=== Begin Enclosure ===

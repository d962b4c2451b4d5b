//! Client for the OpenAI-compatible API: chat completions (text and
//! vision) and audio transcription. Transient upstream failures are retried
//! with exponential backoff; response shaping tolerates models that wrap
//! their JSON in prose.

use reqwest::multipart;
use secrecy::{ExposeSecret, SecretString};
use serde::{Deserialize, Serialize};
use serde_json::Value;
use service_core::error::AppError;
use service_core::retry::{RetryPolicy, send_with_retry};
use std::time::{Duration, Instant};

use crate::config::OpenAiConfig;
use crate::models::ItemSuggestion;

const TEMPERATURE: f32 = 0.2;

#[derive(Clone)]
pub struct OpenAiClient {
    http: reqwest::Client,
    base_url: String,
    api_key: SecretString,
    text_timeout: Duration,
    media_timeout: Duration,
    text_retry: RetryPolicy,
    media_retry: RetryPolicy,
}

#[derive(Debug, Serialize)]
pub struct ChatMessage {
    role: &'static str,
    content: MessageContent,
}

impl ChatMessage {
    pub fn system(text: impl Into<String>) -> Self {
        Self {
            role: "system",
            content: MessageContent::Text(text.into()),
        }
    }

    pub fn user(text: impl Into<String>) -> Self {
        Self {
            role: "user",
            content: MessageContent::Text(text.into()),
        }
    }

    pub fn user_parts(parts: Vec<ContentPart>) -> Self {
        Self {
            role: "user",
            content: MessageContent::Parts(parts),
        }
    }
}

#[derive(Debug, Serialize)]
#[serde(untagged)]
enum MessageContent {
    Text(String),
    Parts(Vec<ContentPart>),
}

#[derive(Debug, Serialize)]
#[serde(tag = "type", rename_all = "snake_case")]
pub enum ContentPart {
    Text { text: String },
    ImageUrl { image_url: ImageUrl },
}

#[derive(Debug, Serialize)]
pub struct ImageUrl {
    pub url: String,
}

#[derive(Serialize)]
struct ChatRequest<'a> {
    model: &'a str,
    messages: &'a [ChatMessage],
    max_tokens: u32,
    temperature: f32,
    response_format: ResponseFormat,
}

#[derive(Serialize)]
struct ResponseFormat {
    #[serde(rename = "type")]
    format_type: &'static str,
}

#[derive(Deserialize)]
struct ChatResponse {
    #[serde(default)]
    choices: Vec<ChatChoice>,
}

#[derive(Deserialize)]
struct ChatChoice {
    message: ChoiceMessage,
}

#[derive(Deserialize)]
struct ChoiceMessage {
    content: Option<String>,
}

#[derive(Deserialize)]
struct TranscriptionResponse {
    #[serde(default)]
    text: String,
}

/// Raw model output plus the wall-clock latency of the call, retries and
/// backoff included.
#[derive(Debug)]
pub struct ChatOutcome {
    pub content: String,
    pub latency_ms: u64,
}

#[derive(Debug)]
pub struct TranscribeOutcome {
    pub text: String,
    pub latency_ms: u64,
}

impl OpenAiClient {
    pub fn new(config: &OpenAiConfig) -> Result<Self, AppError> {
        let http = reqwest::Client::builder().build().map_err(|e| {
            AppError::ConfigError(anyhow::anyhow!("Failed to create HTTP client: {}", e))
        })?;

        Ok(Self {
            http,
            base_url: config.base_url.trim_end_matches('/').to_string(),
            api_key: config.api_key.clone(),
            text_timeout: Duration::from_millis(config.text_timeout_ms),
            media_timeout: Duration::from_millis(config.media_timeout_ms),
            text_retry: RetryPolicy::with_base_backoff(Duration::from_millis(400)),
            media_retry: RetryPolicy::with_base_backoff(Duration::from_millis(500)),
        })
    }

    pub async fn chat_text(
        &self,
        model: &str,
        system: &str,
        user: &str,
        max_tokens: u32,
    ) -> Result<ChatOutcome, AppError> {
        let messages = vec![ChatMessage::system(system), ChatMessage::user(user)];
        self.chat(model, &messages, max_tokens, self.text_timeout, &self.text_retry)
            .await
    }

    pub async fn chat_vision(
        &self,
        model: &str,
        system: &str,
        parts: Vec<ContentPart>,
        max_tokens: u32,
    ) -> Result<ChatOutcome, AppError> {
        let messages = vec![ChatMessage::system(system), ChatMessage::user_parts(parts)];
        self.chat(model, &messages, max_tokens, self.media_timeout, &self.media_retry)
            .await
    }

    async fn chat(
        &self,
        model: &str,
        messages: &[ChatMessage],
        max_tokens: u32,
        timeout: Duration,
        retry: &RetryPolicy,
    ) -> Result<ChatOutcome, AppError> {
        let url = format!("{}/chat/completions", self.base_url);
        let body = ChatRequest {
            model,
            messages,
            max_tokens,
            temperature: TEMPERATURE,
            response_format: ResponseFormat {
                format_type: "json_object",
            },
        };

        let started = Instant::now();
        let response = send_with_retry(retry, "chat_completion", || {
            self.http
                .post(&url)
                .bearer_auth(self.api_key.expose_secret())
                .timeout(timeout)
                .json(&body)
                .send()
        })
        .await
        .map_err(|e| AppError::BadGateway(format!("Upstream request failed: {}", e)))?;
        let latency_ms = started.elapsed().as_millis() as u64;

        let status = response.status();
        if !status.is_success() {
            let text = response.text().await.unwrap_or_default();
            return Err(AppError::Upstream(status.as_u16(), text));
        }

        let data: ChatResponse = response.json().await.map_err(|e| {
            AppError::BadGateway(format!("Invalid upstream response: {}", e))
        })?;
        let content = data
            .choices
            .into_iter()
            .next()
            .and_then(|c| c.message.content)
            .unwrap_or_else(|| "{}".to_string());

        Ok(ChatOutcome { content, latency_ms })
    }

    pub async fn transcribe(
        &self,
        model: &str,
        filename: &str,
        content_type: &str,
        audio: Vec<u8>,
    ) -> Result<TranscribeOutcome, AppError> {
        let url = format!("{}/audio/transcriptions", self.base_url);
        let started = Instant::now();

        let response = send_with_retry(&self.media_retry, "audio_transcription", || {
            let part = multipart::Part::bytes(audio.clone()).file_name(filename.to_string());
            // Fall back to a raw byte part when the content type is not a
            // parseable MIME string.
            let part = part.mime_str(content_type).unwrap_or_else(|_| {
                multipart::Part::bytes(audio.clone()).file_name(filename.to_string())
            });
            let form = multipart::Form::new()
                .part("file", part)
                .text("model", model.to_string())
                .text("response_format", "json");
            self.http
                .post(&url)
                .bearer_auth(self.api_key.expose_secret())
                .timeout(self.media_timeout)
                .multipart(form)
                .send()
        })
        .await
        .map_err(|e| AppError::BadGateway(format!("Upstream request failed: {}", e)))?;
        let latency_ms = started.elapsed().as_millis() as u64;

        let status = response.status();
        if !status.is_success() {
            let text = response.text().await.unwrap_or_default();
            return Err(AppError::Upstream(status.as_u16(), text));
        }

        let data: TranscriptionResponse = response.json().await.map_err(|e| {
            AppError::BadGateway(format!("Invalid transcription response: {}", e))
        })?;

        Ok(TranscribeOutcome {
            text: data.text,
            latency_ms,
        })
    }
}

/// The substring from the first `{` to the last `}`, for model output that
/// wrapped its JSON object in prose or code fencing.
pub fn extract_json_object(raw: &str) -> Option<&str> {
    let start = raw.find('{')?;
    let end = raw.rfind('}')?;
    (end > start).then(|| &raw[start..=end])
}

/// Parses model output as JSON, falling back to the embedded-object
/// substring. Returns `Value::Null` when nothing parses.
fn parse_items_payload(content: &str) -> Value {
    serde_json::from_str(content)
        .ok()
        .or_else(|| extract_json_object(content).and_then(|s| serde_json::from_str(s).ok()))
        .unwrap_or(Value::Null)
}

/// Shapes an `{"items": [...]}` payload into trimmed, non-empty strings,
/// capped at `max_items`. Unparseable output yields an empty list, never an
/// error.
pub fn shape_string_items(content: &str, max_items: usize) -> Vec<String> {
    let parsed = parse_items_payload(content);
    let Some(items) = parsed.get("items").and_then(Value::as_array) else {
        return Vec::new();
    };
    items
        .iter()
        .filter_map(Value::as_str)
        .map(str::trim)
        .filter(|s| !s.is_empty())
        .map(str::to_string)
        .take(max_items)
        .collect()
}

/// Shapes vision output into at most 20 sanitized suggestions. Entries
/// without a string `name` are dropped; `category` and `confidence` are
/// optional.
pub fn sanitize_suggestions(content: &str) -> Vec<ItemSuggestion> {
    let parsed = parse_items_payload(content);
    let Some(items) = parsed.get("items").and_then(Value::as_array) else {
        return Vec::new();
    };
    items
        .iter()
        .filter_map(|raw| {
            let name = clip(raw.get("name")?.as_str()?, 80);
            Some(ItemSuggestion {
                name,
                category: raw
                    .get("category")
                    .and_then(Value::as_str)
                    .map(|c| clip(c, 40)),
                confidence: raw
                    .get("confidence")
                    .and_then(Value::as_f64)
                    .map(|c| c.clamp(0.0, 1.0)),
            })
        })
        .take(20)
        .collect()
}

fn clip(s: &str, max_chars: usize) -> String {
    s.chars().take(max_chars).collect()
}

#[cfg(test)]
mod tests {
    use super::*;

    #[test]
    fn extracts_embedded_json_object() {
        assert_eq!(
            extract_json_object("Sure! Here you go: {\"items\":[]} Hope that helps."),
            Some("{\"items\":[]}")
        );
        assert_eq!(extract_json_object("no braces here"), None);
        assert_eq!(extract_json_object("}{"), None);
    }

    #[test]
    fn embedded_extraction_spans_first_to_last_brace() {
        // Nested objects must survive the substring cut.
        let raw = "prefix {\"items\":[{\"name\":\"Lamp\"}]} suffix";
        let slice = extract_json_object(raw).unwrap();
        assert_eq!(slice, "{\"items\":[{\"name\":\"Lamp\"}]}");
    }

    #[test]
    fn shapes_clean_items_payload() {
        let items = shape_string_items("{\"items\":[\" milk \",\"bread\",\"\",\"eggs\"]}", 30);
        assert_eq!(items, vec!["milk", "bread", "eggs"]);
    }

    #[test]
    fn shapes_prose_wrapped_payload() {
        let items = shape_string_items("Here is the JSON: {\"items\":[\"milk\"]} done", 30);
        assert_eq!(items, vec!["milk"]);
    }

    #[test]
    fn caps_items_at_limit() {
        let content = "{\"items\":[\"a\",\"b\",\"c\"]}";
        assert_eq!(shape_string_items(content, 1), vec!["a"]);
    }

    #[test]
    fn non_string_items_are_dropped() {
        let items = shape_string_items("{\"items\":[1,\"milk\",null,{\"x\":1}]}", 30);
        assert_eq!(items, vec!["milk"]);
    }

    #[test]
    fn garbage_yields_empty_list() {
        assert!(shape_string_items("total nonsense", 30).is_empty());
        assert!(shape_string_items("{\"other\":[]}", 30).is_empty());
        assert!(shape_string_items("{}", 30).is_empty());
    }

    #[test]
    fn sanitizes_suggestions() {
        let content = r#"{"items":[
            {"name":"Lamp","category":"Lighting","confidence":0.9},
            {"name":"Sofa","confidence":1.7},
            {"category":"Furniture","confidence":0.5},
            {"name":"Rug","category":"Rug/Carpet","confidence":-0.2}
        ]}"#;
        let items = sanitize_suggestions(content);
        assert_eq!(items.len(), 3);
        assert_eq!(items[0].name, "Lamp");
        assert_eq!(items[0].category.as_deref(), Some("Lighting"));
        assert_eq!(items[0].confidence, Some(0.9));
        // Confidence clamps into 0..=1
        assert_eq!(items[1].confidence, Some(1.0));
        assert_eq!(items[1].category, None);
        assert_eq!(items[2].confidence, Some(0.0));
    }

    #[test]
    fn clips_long_names_and_categories() {
        let long_name = "x".repeat(200);
        let content = format!(
            "{{\"items\":[{{\"name\":\"{}\",\"category\":\"{}\"}}]}}",
            long_name, long_name
        );
        let items = sanitize_suggestions(&content);
        assert_eq!(items[0].name.chars().count(), 80);
        assert_eq!(items[0].category.as_ref().unwrap().chars().count(), 40);
    }

    #[test]
    fn suggestions_cap_at_twenty() {
        let entries: Vec<String> = (0..25)
            .map(|i| format!("{{\"name\":\"item {}\"}}", i))
            .collect();
        let content = format!("{{\"items\":[{}]}}", entries.join(","));
        assert_eq!(sanitize_suggestions(&content).len(), 20);
    }

    #[test]
    fn vision_message_serializes_with_typed_parts() {
        let message = ChatMessage::user_parts(vec![
            ContentPart::Text {
                text: "look".to_string(),
            },
            ContentPart::ImageUrl {
                image_url: ImageUrl {
                    url: "https://example.com/x.jpg".to_string(),
                },
            },
        ]);
        let value = serde_json::to_value(&message).unwrap();
        assert_eq!(value["role"], "user");
        assert_eq!(value["content"][0]["type"], "text");
        assert_eq!(value["content"][1]["type"], "image_url");
        assert_eq!(
            value["content"][1]["image_url"]["url"],
            "https://example.com/x.jpg"
        );
    }
}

=== End Enclosure ===

Work to be completed ->
What is the number of lines above that contain the string "substring"? Answer with the number alone.

Result ->
3